The range of social structures exhibited by hunter-gatherers, from the past through to the present-day, may be best addressed by analysis which examines the structures’ essential features, the corresponding ideologies, and the factors which precipitate change from one structure to another. A good example is Wodburn’s distinction (1982) between †‘immediate-return’ and ‘delayed return’ hunter-gatherer societies which grasps the difference between egalitarian and more complex hunter-gatherer social structures in terms of different types of social bonding implicated by differing technological and economic constraints.

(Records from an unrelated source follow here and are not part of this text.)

//! Row-level progress reporting. Reporters observe the decoder, never steer it.

use tracing::{debug, info};

pub trait Progress {
    /// Called after each fully decoded row.
    fn row_completed(&mut self, rows_done: usize, total_rows: usize);
}

/// Discards all progress.
#[derive(Debug, Default, Clone, Copy)]
pub struct NoProgress;

impl Progress for NoProgress {
    fn row_completed(&mut self, _rows_done: usize, _total_rows: usize) {}
}

impl<F: FnMut(usize, usize)> Progress for F {
    fn row_completed(&mut self, rows_done: usize, total_rows: usize) {
        self(rows_done, total_rows)
    }
}

/// Logs every row at `debug` and each 10% step at `info`.
#[derive(Debug, Default)]
pub struct LogProgress {
    last_decile: usize,
}

impl LogProgress {
    pub fn new() -> Self {
        Self::default()
    }
}

impl Progress for LogProgress {
    fn row_completed(&mut self, rows_done: usize, total_rows: usize) {
        debug!(rows_done, total_rows, "row decoded");
        if total_rows == 0 {
            return;
        }
        let decile = rows_done * 10 / total_rows;
        if decile > self.last_decile {
            self.last_decile = decile;
            info!("Received {rows_done}/{total_rows} rows ({}%)", decile * 10);
        }
    }
}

From another perspective, discussion of egalitarian huntergatherers often makes much of the unrestricted access to territory and ungarnered resources which uniquely seems central to their cultures. Thus Ingold (1986) notes that in these societies the prevalent food sharing among members of the community replays the fact that the means of subsistence are held in common, and that this differs from more complex societies where sharing amounts to the giving up of that which is first personally owned. Other writers have attended to the essential instability of egalitarianism and how ‘immediate-return’ hunter-gatherers must work to sustain it, for example by employing joking, teasing, put-downs and other ‘levelling mechanisms’ against those who might seek to translate superior ability (e.g. in hunting) into higher †status. Meanwhile, the attempt to grasp what precipitates the emergence of the more complex social structures has resulted in a variety of proposals ranging from the development of systems of food storage, the intensification of control over women, and the emergence of notions of ownership associated with the conservation of resources. Among the Australian Aborigines, more complex social structures may be connected with large-scale †initiation ceremonies such as do not generally occur among egalitarian hunter-gatherers.